* Exercise description: Look through the records below for the line with "let (_, owner_token)". Return that line and each one after it up to and including the line with "let (_, guest_token)", exactly.

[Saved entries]
::::::::

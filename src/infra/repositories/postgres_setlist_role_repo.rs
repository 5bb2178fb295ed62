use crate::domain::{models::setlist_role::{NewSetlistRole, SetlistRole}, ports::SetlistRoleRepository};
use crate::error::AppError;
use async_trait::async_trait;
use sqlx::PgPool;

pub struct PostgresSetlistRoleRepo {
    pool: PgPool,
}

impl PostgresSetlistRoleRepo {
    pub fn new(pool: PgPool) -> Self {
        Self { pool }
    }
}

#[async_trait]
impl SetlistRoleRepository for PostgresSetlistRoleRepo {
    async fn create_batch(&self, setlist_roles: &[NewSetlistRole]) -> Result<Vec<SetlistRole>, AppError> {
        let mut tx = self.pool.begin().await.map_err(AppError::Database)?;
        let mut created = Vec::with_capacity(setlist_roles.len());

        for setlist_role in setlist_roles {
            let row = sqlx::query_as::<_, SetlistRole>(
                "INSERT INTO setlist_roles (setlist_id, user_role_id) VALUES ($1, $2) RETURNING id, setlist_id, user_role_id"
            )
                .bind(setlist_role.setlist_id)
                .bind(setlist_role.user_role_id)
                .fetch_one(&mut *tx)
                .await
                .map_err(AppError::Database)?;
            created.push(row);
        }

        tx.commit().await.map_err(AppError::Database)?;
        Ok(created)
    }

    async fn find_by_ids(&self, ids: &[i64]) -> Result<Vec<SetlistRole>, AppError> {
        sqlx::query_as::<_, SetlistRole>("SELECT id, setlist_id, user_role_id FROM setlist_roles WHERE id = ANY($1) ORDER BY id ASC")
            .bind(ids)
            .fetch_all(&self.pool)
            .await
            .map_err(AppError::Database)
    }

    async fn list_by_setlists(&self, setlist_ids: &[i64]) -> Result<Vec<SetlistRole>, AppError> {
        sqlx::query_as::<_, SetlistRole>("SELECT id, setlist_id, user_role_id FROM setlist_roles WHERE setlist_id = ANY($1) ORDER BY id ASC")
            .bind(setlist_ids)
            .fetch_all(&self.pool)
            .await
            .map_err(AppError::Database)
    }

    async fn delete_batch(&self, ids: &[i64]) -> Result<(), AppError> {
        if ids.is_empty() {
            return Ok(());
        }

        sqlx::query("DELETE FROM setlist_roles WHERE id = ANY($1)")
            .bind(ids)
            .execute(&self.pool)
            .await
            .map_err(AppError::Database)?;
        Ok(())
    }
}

::::::::

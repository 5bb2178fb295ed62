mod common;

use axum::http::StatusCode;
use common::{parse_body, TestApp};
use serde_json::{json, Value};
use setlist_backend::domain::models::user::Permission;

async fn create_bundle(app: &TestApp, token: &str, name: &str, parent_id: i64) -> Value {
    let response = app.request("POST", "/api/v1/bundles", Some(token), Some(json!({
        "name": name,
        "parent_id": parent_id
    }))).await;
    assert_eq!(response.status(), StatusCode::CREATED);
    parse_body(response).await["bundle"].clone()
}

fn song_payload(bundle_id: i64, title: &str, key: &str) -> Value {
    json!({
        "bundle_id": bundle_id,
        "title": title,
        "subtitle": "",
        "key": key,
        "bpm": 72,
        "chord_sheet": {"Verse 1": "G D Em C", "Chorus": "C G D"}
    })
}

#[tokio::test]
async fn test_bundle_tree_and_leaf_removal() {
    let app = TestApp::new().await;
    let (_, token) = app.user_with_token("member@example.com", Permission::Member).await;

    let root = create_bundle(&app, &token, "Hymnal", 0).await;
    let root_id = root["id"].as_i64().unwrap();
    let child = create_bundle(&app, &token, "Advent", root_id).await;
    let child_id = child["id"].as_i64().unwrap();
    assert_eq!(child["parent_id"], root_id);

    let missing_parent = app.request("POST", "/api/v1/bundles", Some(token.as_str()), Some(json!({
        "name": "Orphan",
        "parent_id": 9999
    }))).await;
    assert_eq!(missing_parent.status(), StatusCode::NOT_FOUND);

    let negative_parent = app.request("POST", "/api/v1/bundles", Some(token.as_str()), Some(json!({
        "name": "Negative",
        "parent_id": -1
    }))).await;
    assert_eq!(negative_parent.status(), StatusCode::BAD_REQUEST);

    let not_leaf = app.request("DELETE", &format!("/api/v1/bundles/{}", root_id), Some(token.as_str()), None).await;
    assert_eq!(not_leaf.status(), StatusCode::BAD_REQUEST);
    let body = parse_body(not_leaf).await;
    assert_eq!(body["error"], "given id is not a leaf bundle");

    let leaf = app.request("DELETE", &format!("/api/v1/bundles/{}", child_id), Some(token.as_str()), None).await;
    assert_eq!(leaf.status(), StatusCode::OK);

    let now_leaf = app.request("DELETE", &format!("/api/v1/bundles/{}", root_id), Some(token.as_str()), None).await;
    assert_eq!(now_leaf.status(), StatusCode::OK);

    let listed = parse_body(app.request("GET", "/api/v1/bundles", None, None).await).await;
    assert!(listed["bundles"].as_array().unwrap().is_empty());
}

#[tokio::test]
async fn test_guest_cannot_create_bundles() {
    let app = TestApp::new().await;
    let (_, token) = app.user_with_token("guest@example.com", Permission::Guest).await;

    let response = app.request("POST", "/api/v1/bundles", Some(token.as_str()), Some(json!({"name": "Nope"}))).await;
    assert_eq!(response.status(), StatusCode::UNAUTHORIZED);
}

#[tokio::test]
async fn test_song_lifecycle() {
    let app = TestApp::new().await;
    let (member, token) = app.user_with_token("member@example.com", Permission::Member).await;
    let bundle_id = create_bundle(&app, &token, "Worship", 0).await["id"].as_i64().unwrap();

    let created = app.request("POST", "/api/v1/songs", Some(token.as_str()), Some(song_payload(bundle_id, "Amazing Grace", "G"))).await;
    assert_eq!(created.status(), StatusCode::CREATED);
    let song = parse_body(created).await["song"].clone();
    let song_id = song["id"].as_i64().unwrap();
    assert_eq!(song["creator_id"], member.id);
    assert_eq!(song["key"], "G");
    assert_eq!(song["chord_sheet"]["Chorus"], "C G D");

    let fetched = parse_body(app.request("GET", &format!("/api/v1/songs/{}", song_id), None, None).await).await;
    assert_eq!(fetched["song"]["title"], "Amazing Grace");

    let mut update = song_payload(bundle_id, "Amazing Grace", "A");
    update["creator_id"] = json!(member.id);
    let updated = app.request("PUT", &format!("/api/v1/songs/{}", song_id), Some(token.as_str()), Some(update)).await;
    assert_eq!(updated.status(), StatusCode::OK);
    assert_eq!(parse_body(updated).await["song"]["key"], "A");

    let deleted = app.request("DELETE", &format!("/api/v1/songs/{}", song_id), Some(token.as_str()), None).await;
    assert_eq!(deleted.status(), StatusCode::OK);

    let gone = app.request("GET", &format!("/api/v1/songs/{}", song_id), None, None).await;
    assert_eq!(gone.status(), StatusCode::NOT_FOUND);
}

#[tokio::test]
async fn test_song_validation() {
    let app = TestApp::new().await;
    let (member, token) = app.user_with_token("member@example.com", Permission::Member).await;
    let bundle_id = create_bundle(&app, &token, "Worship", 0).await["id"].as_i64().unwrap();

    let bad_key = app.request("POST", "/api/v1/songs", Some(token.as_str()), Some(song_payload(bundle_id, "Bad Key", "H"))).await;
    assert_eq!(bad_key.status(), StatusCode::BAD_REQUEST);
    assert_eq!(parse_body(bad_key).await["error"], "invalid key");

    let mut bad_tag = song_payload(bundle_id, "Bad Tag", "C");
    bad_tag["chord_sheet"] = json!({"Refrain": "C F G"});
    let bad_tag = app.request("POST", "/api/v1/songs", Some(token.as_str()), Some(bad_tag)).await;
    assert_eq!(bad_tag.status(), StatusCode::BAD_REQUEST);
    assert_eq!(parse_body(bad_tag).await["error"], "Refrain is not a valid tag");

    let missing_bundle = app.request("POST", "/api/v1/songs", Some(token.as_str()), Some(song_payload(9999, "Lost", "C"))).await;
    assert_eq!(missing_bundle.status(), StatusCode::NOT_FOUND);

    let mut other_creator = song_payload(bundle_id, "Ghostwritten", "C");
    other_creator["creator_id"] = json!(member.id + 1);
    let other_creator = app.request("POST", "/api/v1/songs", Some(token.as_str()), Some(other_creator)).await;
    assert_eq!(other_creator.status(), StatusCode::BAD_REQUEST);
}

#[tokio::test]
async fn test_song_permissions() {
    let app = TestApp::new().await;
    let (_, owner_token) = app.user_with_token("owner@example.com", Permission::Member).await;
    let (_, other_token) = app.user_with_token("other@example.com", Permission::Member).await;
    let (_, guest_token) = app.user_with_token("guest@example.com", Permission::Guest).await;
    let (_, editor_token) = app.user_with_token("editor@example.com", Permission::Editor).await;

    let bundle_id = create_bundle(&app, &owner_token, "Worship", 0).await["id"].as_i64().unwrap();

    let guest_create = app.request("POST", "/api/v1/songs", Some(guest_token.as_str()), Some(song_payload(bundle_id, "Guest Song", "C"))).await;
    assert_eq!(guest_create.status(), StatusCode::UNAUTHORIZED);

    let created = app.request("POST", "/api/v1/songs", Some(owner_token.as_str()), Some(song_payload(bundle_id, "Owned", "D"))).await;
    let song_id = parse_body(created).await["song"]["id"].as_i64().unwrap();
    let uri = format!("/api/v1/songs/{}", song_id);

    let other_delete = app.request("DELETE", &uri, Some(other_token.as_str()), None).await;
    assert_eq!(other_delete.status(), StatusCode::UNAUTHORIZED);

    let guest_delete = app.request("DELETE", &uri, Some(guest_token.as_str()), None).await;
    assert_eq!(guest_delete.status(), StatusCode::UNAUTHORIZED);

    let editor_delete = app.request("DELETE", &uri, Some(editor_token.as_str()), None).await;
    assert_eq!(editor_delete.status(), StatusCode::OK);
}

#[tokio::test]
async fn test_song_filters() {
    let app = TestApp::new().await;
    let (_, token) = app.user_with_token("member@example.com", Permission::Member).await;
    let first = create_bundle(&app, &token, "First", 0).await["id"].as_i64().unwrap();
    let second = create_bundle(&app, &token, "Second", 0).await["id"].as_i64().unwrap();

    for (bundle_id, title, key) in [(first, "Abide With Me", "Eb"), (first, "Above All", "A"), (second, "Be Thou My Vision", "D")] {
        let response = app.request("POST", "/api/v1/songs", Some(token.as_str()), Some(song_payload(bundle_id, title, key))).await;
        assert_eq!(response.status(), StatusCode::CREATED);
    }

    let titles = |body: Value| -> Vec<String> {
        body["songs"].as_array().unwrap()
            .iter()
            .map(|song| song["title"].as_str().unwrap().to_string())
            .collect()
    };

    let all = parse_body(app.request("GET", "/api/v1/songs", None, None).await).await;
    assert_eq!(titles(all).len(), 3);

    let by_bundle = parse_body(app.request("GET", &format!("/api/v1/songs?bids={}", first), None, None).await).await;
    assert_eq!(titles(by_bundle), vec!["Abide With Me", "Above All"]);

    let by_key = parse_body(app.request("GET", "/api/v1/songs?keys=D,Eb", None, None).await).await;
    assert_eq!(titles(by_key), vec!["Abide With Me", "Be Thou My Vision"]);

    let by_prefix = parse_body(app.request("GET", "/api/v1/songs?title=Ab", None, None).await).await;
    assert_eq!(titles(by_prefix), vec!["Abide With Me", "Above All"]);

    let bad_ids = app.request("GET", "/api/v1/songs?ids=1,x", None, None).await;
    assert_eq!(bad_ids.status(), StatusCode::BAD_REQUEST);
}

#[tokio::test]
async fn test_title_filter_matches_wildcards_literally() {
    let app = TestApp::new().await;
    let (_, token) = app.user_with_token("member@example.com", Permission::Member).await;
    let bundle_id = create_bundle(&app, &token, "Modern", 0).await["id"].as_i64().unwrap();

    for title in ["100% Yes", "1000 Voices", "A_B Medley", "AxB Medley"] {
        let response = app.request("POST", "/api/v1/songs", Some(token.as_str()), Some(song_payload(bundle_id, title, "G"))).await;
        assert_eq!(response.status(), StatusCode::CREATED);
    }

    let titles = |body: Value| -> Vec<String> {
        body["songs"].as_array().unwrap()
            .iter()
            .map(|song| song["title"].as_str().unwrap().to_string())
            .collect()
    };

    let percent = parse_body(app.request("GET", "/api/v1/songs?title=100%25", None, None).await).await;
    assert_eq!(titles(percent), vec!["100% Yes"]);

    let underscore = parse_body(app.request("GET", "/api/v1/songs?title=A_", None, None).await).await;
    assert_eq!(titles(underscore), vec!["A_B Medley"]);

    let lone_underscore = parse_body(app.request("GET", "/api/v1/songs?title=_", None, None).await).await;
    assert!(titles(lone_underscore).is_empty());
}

::::::::

* Written response:
    let (_, owner_token) = app.user_with_token("owner@example.com", Permission::Member).await;
    let (_, other_token) = app.user_with_token("other@example.com", Permission::Member).await;
    let (_, guest_token) = app.user_with_token("guest@example.com", Permission::Guest).await;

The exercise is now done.